Convergence, design and training of continuous-time dropout as a random batch method
2510.13134v1
cs.LG, math.OC, 68T07, 65C35, 37N35, 65K10, 35Q49
2025-10-17
Авторы:
Antonio Álvarez-López, Martín Hernández
Abstract
We study dropout regularization in continuous-time models through the lens of
random-batch methods -- a family of stochastic sampling schemes originally
devised to reduce the computational cost of interacting particle systems. We
construct an unbiased, well-posed estimator that mimics dropout by sampling
neuron batches over time intervals of length $h$. Trajectory-wise convergence
is established with linear rate in $h$ for the expected uniform error. At the
distribution level, we establish stability for the associated continuity
equation, with total-variation error of order $h^{1/2}$ under mild moment
assumptions. During training with fixed batch sampling across epochs, a
Pontryagin-based adjoint analysis bounds deviations in the optimal cost and
control, as well as in gradient-descent iterates.
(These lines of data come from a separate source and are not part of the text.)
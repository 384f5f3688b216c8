//! Line-oriented container for RSA-encrypted files.
//!
//! ```text
//! RSA_ENCRYPTED
//! <original byte count>
//! <C for byte 0>
//! <C for byte 1>
//! ...
//! ```

use crate::number_theory::{mod_pow, parse_decimal};
use crate::rsa::rsa::RsaCipher;
use cipher_core::{
    read_all, read_text, write_all, CipherError, CipherInput, CipherOutput, ProgressReporter,
    ProgressSink, Result,
};
use num_bigint::BigUint;
use num_traits::ToPrimitive;
use std::fs::File;
use std::io::{BufRead, BufReader};
use std::path::Path;

pub const FILE_HEADER: &str = "RSA_ENCRYPTED";

/// Progress is reported once per this many bytes.
const PROGRESS_STRIDE: usize = 1000;

impl RsaCipher {
    /// Encrypts every byte on its own line after the two header lines.
    pub fn encode(&self, data: &[u8], progress: &dyn ProgressSink) -> String {
        let reporter = ProgressReporter::new(progress);
        let (e, n) = (self.keys().e(), self.keys().n());

        let mut out = format!("{FILE_HEADER}\n{}\n", data.len());
        for (i, &byte) in data.iter().enumerate() {
            let c = mod_pow(&BigUint::from(byte), e, n);
            out.push_str(&c.to_string());
            out.push('\n');
            if i % PROGRESS_STRIDE == 0 {
                reporter.step(i, data.len());
            }
        }

        reporter.finish();
        out
    }

    /// Parses the container and decrypts it back into bytes.
    ///
    /// Fails with `CorruptData` on a bad header, on a line that is not a
    /// number, on a recovered value above 255 (usually a wrong key), or when
    /// the number of bytes does not match the declared length.
    pub fn decode(&self, container: &str, progress: &dyn ProgressSink) -> Result<Vec<u8>> {
        let reporter = ProgressReporter::new(progress);
        let mut lines = container.lines();

        if lines.next().map(str::trim_end) != Some(FILE_HEADER) {
            return Err(CipherError::corrupt_data(
                "input was not encrypted with RSA or is damaged",
            ));
        }
        let original_len = lines
            .next()
            .and_then(|line| line.trim().parse::<usize>().ok())
            .ok_or_else(|| CipherError::corrupt_data("RSA header has no valid byte count"))?;

        let (d, n) = (self.keys().d(), self.keys().n());
        // The count comes from the file; every byte needs at least one line.
        let mut bytes = Vec::with_capacity(original_len.min(container.len() / 2));
        for line in lines.map(str::trim).filter(|line| !line.is_empty()) {
            let c = parse_decimal(line)
                .map_err(|_| CipherError::corrupt_data(format!("not a number: {line:?}")))?;
            let byte = mod_pow(&c, d, n).to_u8().ok_or_else(|| {
                CipherError::corrupt_data("decrypted value is not a byte: wrong key or damaged data")
            })?;
            if bytes.len() % PROGRESS_STRIDE == 0 {
                reporter.step(bytes.len(), original_len);
            }
            bytes.push(byte);
        }

        if bytes.len() != original_len {
            return Err(CipherError::corrupt_data(format!(
                "expected {original_len} bytes, recovered {}",
                bytes.len()
            )));
        }

        reporter.finish();
        Ok(bytes)
    }

    pub fn encrypt_file(
        &self,
        input: &CipherInput,
        output: &mut CipherOutput,
        progress: &dyn ProgressSink,
    ) -> Result<()> {
        let data = read_all(input)?;
        log::info!("RSA: encrypting {} bytes", data.len());
        let container = self.encode(&data, progress);
        write_all(output, container.as_bytes())
    }

    pub fn decrypt_file(
        &self,
        input: &CipherInput,
        output: &mut CipherOutput,
        progress: &dyn ProgressSink,
    ) -> Result<()> {
        let container = read_text(input)?;
        let data = self.decode(&container, progress)?;
        log::info!("RSA: decrypted {} bytes", data.len());
        write_all(output, &data)
    }
}

/// Whether the file's first line is the RSA container header.
/// Unreadable files count as not encrypted.
pub fn is_encrypted_file(path: &Path) -> bool {
    let Ok(file) = File::open(path) else {
        return false;
    };
    let mut first_line = String::new();
    match BufReader::new(file).read_line(&mut first_line) {
        Ok(_) => first_line.trim_end() == FILE_HEADER,
        Err(_) => false,
    }
}
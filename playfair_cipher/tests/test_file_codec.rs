use cipher_core::{CipherError, CipherInput, CipherOutput, ErrorKind, NoProgress};
use playfair_cipher::{is_encrypted_file, PlayfairCipher, FILE_HEADER_PREFIX};
use quickcheck::quickcheck;
use rand::rngs::StdRng;
use rand::{RngCore, SeedableRng};
use std::cell::RefCell;
use std::fs;
use tempfile::TempDir;

fn random_bytes(len: usize, seed: u64) -> Vec<u8> {
    let mut rng = StdRng::seed_from_u64(seed);
    let mut buf = vec![0u8; len];
    rng.fill_bytes(&mut buf);
    buf
}

fn cipher() -> PlayfairCipher {
    PlayfairCipher::new("MONARCHY").unwrap()
}

#[test]
fn test_container_layout() {
    let container = cipher().encode(&[0x00, 0xFF, 0x9A], &NoProgress);
    let (header, body) = container.split_once('\n').unwrap();
    assert_eq!(header, "PLAYFAIR_ENCRYPTED|3");
    assert_eq!(body.len(), 6);
    assert!(body.chars().all(|c| c.is_ascii_uppercase() && c != 'J'));
}

#[test]
fn test_roundtrip_sizes() {
    let cipher = cipher();
    for len in [0usize, 1, 2, 7, 64, 1000] {
        let data = random_bytes(len, len as u64);
        let container = cipher.encode(&data, &NoProgress);
        assert_eq!(cipher.decode(&container, &NoProgress).unwrap(), data, "len {len}");
    }
}

#[test]
fn test_missing_header_is_corrupt() {
    let err = cipher().decode("HELLO WORLD", &NoProgress).unwrap_err();
    assert_eq!(err.kind(), ErrorKind::CorruptData);

    let err = cipher().decode("PLAYFAIR_ENCRYPTED|4", &NoProgress).unwrap_err();
    assert_eq!(err.kind(), ErrorKind::CorruptData);

    let err = cipher().decode("PLAYFAIR_ENCRYPTED|four\nABCD", &NoProgress).unwrap_err();
    assert_eq!(err.kind(), ErrorKind::CorruptData);
}

#[test]
fn test_declared_length_longer_than_payload() {
    let cipher = cipher();
    let container = cipher.encode(b"abc", &NoProgress);
    let body = container.split_once('\n').unwrap().1;
    let forged = format!("{FILE_HEADER_PREFIX}10\n{body}");
    assert!(matches!(
        cipher.decode(&forged, &NoProgress),
        Err(CipherError::CorruptData(_))
    ));
}

#[test]
fn test_absurd_declared_length() {
    let cipher = cipher();
    let container = cipher.encode(b"abc", &NoProgress);
    let body = container.split_once('\n').unwrap().1;
    for declared in [u64::MAX, u64::MAX / 2, u64::MAX / 2 + 1, 10_000_000_000_000] {
        let forged = format!("{FILE_HEADER_PREFIX}{declared}\n{body}");
        let err = cipher.decode(&forged, &NoProgress).unwrap_err();
        assert_eq!(err.kind(), ErrorKind::CorruptData, "declared {declared}");
    }
}

#[test]
fn test_foreign_letter_in_payload() {
    let cipher = cipher();
    let err = cipher
        .decode("PLAYFAIR_ENCRYPTED|1\nA7", &NoProgress)
        .unwrap_err();
    assert_eq!(err.kind(), ErrorKind::CorruptData);
}

#[test]
fn test_letters_beyond_q_signal_wrong_key() {
    let cipher = cipher();
    // Encrypting "ZZ"-like letters directly: any pair decrypting to R..Z is invalid.
    let body = cipher.encrypt("ZXZX");
    let err = cipher
        .decode(&format!("{FILE_HEADER_PREFIX}2\n{body}"), &NoProgress)
        .unwrap_err();
    assert_eq!(err.kind(), ErrorKind::CorruptData);
}

#[test]
fn test_corruption_never_returns_original() {
    let cipher = cipher();
    let data = random_bytes(256, 7);
    let container = cipher.encode(&data, &NoProgress);
    let header_len = container.find('\n').unwrap() + 1;

    for offset in [0usize, 1, 17, 100, 511] {
        let mut bytes = container.clone().into_bytes();
        let idx = header_len + offset;
        bytes[idx] = if bytes[idx] == b'A' { b'B' } else { b'A' };
        let damaged = String::from_utf8(bytes).unwrap();
        match cipher.decode(&damaged, &NoProgress) {
            Ok(decoded) => assert_ne!(decoded, data, "corruption at {offset} went unnoticed"),
            Err(e) => assert_eq!(e.kind(), ErrorKind::CorruptData),
        }
    }
}

#[test]
fn test_wrong_key_is_not_always_detected() {
    // Unauthenticated: a different key either fails the nibble check or yields other bytes.
    let data = random_bytes(32, 99);
    let container = cipher().encode(&data, &NoProgress);
    let other = PlayfairCipher::new("ZEBRA").unwrap();
    match other.decode(&container, &NoProgress) {
        Ok(decoded) => assert_ne!(decoded, data),
        Err(e) => assert_eq!(e.kind(), ErrorKind::CorruptData),
    }
}

#[test]
fn test_progress_is_monotonic_and_complete() {
    let cipher = cipher();
    let data = random_bytes(500, 3);
    let seen = RefCell::new(Vec::new());
    let sink = |p: u8| seen.borrow_mut().push(p);

    let container = cipher.encode(&data, &sink);
    cipher.decode(&container, &sink).unwrap();

    let seen = seen.into_inner();
    let runs: Vec<&[u8]> = seen.split_inclusive(|&p| p == 100).collect();
    assert_eq!(runs.len(), 2);
    for run in runs {
        assert_eq!(run.first(), Some(&0));
        assert_eq!(run.last(), Some(&100));
        assert!(run.windows(2).all(|w| w[0] < w[1]));
    }
}

#[test]
fn test_file_roundtrip_and_detection() {
    let dir = TempDir::new().unwrap();
    let plain = dir.path().join("photo.bin");
    let sealed = dir.path().join("photo.bin.pf");
    let restored = dir.path().join("photo.out");
    let data = random_bytes(4096, 11);
    fs::write(&plain, &data).unwrap();

    let cipher = cipher();
    cipher
        .encrypt_file(
            &CipherInput::File(plain.clone()),
            &mut CipherOutput::File(sealed.clone()),
            &NoProgress,
        )
        .unwrap();
    assert!(is_encrypted_file(&sealed));
    assert!(!is_encrypted_file(&plain));
    assert!(!is_encrypted_file(&dir.path().join("missing")));

    cipher
        .decrypt_file(
            &CipherInput::File(sealed),
            &mut CipherOutput::File(restored.clone()),
            &NoProgress,
        )
        .unwrap();
    assert_eq!(fs::read(restored).unwrap(), data);
}

#[test]
fn test_failed_decrypt_writes_nothing() {
    let dir = TempDir::new().unwrap();
    let out = dir.path().join("never.bin");
    let result = cipher().decrypt_file(
        &CipherInput::Bytes(b"not a container".to_vec()),
        &mut CipherOutput::File(out.clone()),
        &NoProgress,
    );
    assert!(result.is_err());
    assert!(!out.exists());
}

quickcheck! {
    fn prop_file_roundtrip(data: Vec<u8>) -> bool {
        let cipher = cipher();
        let container = cipher.encode(&data, &NoProgress);
        cipher.decode(&container, &NoProgress).map(|d| d == data).unwrap_or(false)
    }
}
On the design side, we
compare convergence rates for canonical batch sampling schemes, recover
standard Bernoulli dropout as a special case, and derive a cost--accuracy
trade-off yielding a closed-form optimal $h$. We then specialize to a
single-layer neural ODE and validate the theory on classification and flow
matching, observing the predicted rates, regularization effects, and favorable
runtime and memory profiles.